The profit of 98 cents per limited partner unit for the quarter that ended Sept. 30 was up from $56.6 million, or 51 cents per unit, during the same period last year. Revenue rose 7.2 percent to $435.5 million, from $406.2 million a year ago.
Not counting commodity-related price adjustments, net income would have been 79 cents per unit, up from 68 cents a year ago. Analysts surveyed by FactSet were expecting a profit of 72 cents per unit on revenue of $389.5 million.
Not counting Texas pipelines acquired in September 2010, transportation volumes on the company's petroleum pipelines fell 3 percent for the quarter because of lower gasoline demand. Revenue and profit on the pipelines still rose because of higher fees and storage leases.
Magellan said it is looking at selling its ammonia pipeline system and has hired an investment adviser to look at options for it. It said it has gotten "initial non-binding indications of interest" and believes a sale is likely within the next year.

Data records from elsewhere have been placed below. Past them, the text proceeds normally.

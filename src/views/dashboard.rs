//! The owner's dashboard: pets, recent activities and upcoming appointments.

use crate::model::{Activity, Appointment, Pet};
use crate::pets_slice::PetsState;
use crate::session_slice::SessionState;
use crate::users_slice::UsersState;
use crate::views::notices::RetryAction;
use crate::views::{format_date, pet_name, truncate_words, user_name, RECENT_LIMIT, UNKNOWN_VET};
use slice_framework::Collection;
use std::cmp::Ordering;

/// Notes and reasons longer than this many words are cut.
pub const NOTE_WORD_LIMIT: usize = 50;

/// One list of the dashboard with its fetch status.
#[derive(Debug, Clone, PartialEq)]
pub struct Section<T> {
    pub items: Vec<T>,
    pub loading: bool,
    pub banner: Option<ErrorBanner>,
}

/// Inline error with a manual retry.
#[derive(Debug, Clone, PartialEq)]
pub struct ErrorBanner {
    pub message: String,
    pub retry: RetryAction,
}

impl<T> Section<T> {
    pub(crate) fn from_collection<U>(collection: &Collection<U>, retry: RetryAction, items: Vec<T>) -> Self {
        Self {
            items,
            loading: collection.loading,
            banner: collection.error.clone().map(|message| ErrorBanner { message, retry }),
        }
    }
}

#[derive(Debug, Clone, PartialEq)]
pub struct PetCard {
    pub id: String,
    pub name: String,
    pub breed: String,
    pub age: f64,
    pub weight: f64,
}

#[derive(Debug, Clone, PartialEq)]
pub struct ActivityLine {
    pub id: String,
    pub pet_name: String,
    pub kind: String,
    pub date: String,
    pub notes: Option<String>,
}

#[derive(Debug, Clone, PartialEq)]
pub struct AppointmentLine {
    pub id: String,
    pub pet_name: String,
    pub date: String,
    pub vet_name: String,
    pub reason: Option<String>,
    pub location: String,
}

#[derive(Debug, Clone, PartialEq)]
pub struct OwnerDashboard {
    pub greeting: String,
    pub pets: Section<PetCard>,
    pub activities: Section<ActivityLine>,
    pub appointments: Section<AppointmentLine>,
}

fn or_unknown(text: &str) -> String {
    if text.is_empty() {
        "Unknown".to_string()
    } else {
        text.to_string()
    }
}

fn pet_card(pet: &Pet) -> PetCard {
    PetCard {
        id: pet.id.clone(),
        name: pet.name.clone(),
        breed: or_unknown(&pet.breed),
        age: pet.age,
        weight: pet.weight,
    }
}

fn activity_line(activity: &Activity, pets: &[Pet]) -> ActivityLine {
    ActivityLine {
        id: activity.id.clone(),
        pet_name: pet_name(pets, &activity.pet_id).to_string(),
        kind: or_unknown(activity.kind.as_str()),
        date: format_date(activity.created_at),
        notes: activity
            .notes
            .as_deref()
            .filter(|notes| !notes.is_empty())
            .map(|notes| truncate_words(notes, NOTE_WORD_LIMIT)),
    }
}

/// Earliest first; undated appointments go last.
fn by_date(a: &&Appointment, b: &&Appointment) -> Ordering {
    match (a.date, b.date) {
        (Some(x), Some(y)) => x.cmp(&y),
        (Some(_), None) => Ordering::Less,
        (None, Some(_)) => Ordering::Greater,
        (None, None) => Ordering::Equal,
    }
}

/// The upcoming-appointments list: sorted by date, first [`RECENT_LIMIT`].
pub fn upcoming_appointments<'a>(appointments: &'a [Appointment]) -> Vec<&'a Appointment> {
    let mut sorted: Vec<&Appointment> = appointments.iter().collect();
    sorted.sort_by(by_date);
    sorted.truncate(RECENT_LIMIT);
    sorted
}

pub fn owner_dashboard(session: &SessionState, pets: &PetsState, users: &UsersState) -> OwnerDashboard {
    let display_name = session
        .user
        .as_ref()
        .map(|user| user.display_name.as_str())
        .filter(|name| !name.is_empty())
        .unwrap_or("User");
    let owned = &pets.pets.items;

    let activities = pets
        .activities
        .items
        .iter()
        .take(RECENT_LIMIT)
        .map(|activity| activity_line(activity, owned))
        .collect();

    let appointments = upcoming_appointments(&pets.appointments.items)
        .into_iter()
        .map(|appointment| AppointmentLine {
            id: appointment.id.clone(),
            pet_name: pet_name(owned, &appointment.pet_id).to_string(),
            date: format_date(appointment.date),
            vet_name: user_name(&users.all_users.items, &appointment.vet_id, UNKNOWN_VET).to_string(),
            reason: Some(appointment.reason.as_str())
                .filter(|reason| !reason.is_empty())
                .map(|reason| truncate_words(reason, NOTE_WORD_LIMIT)),
            location: appointment.location.clone(),
        })
        .collect();

    OwnerDashboard {
        greeting: format!("Welcome, {}!", display_name),
        pets: Section::from_collection(&pets.pets, RetryAction::FetchPets, owned.iter().map(pet_card).collect()),
        activities: Section::from_collection(&pets.activities, RetryAction::FetchActivities, activities),
        appointments: Section::from_collection(&pets.appointments, RetryAction::FetchAppointments, appointments),
    }
}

The ammonia pipeline system lost $1.7 million during the most recent quarter, after losing $7.6 million a year ago when it was unavailable for shipments for much of the quarter.
The company said it expects to earn $3.62 per unit for 2011, with 93 cents per unit for the fourth quarter. Analysts were expecting $3.46 per unit for the year and 94 cents for the quarter.
Magellan's common units rose $1.21 to $64.45 in morning trading.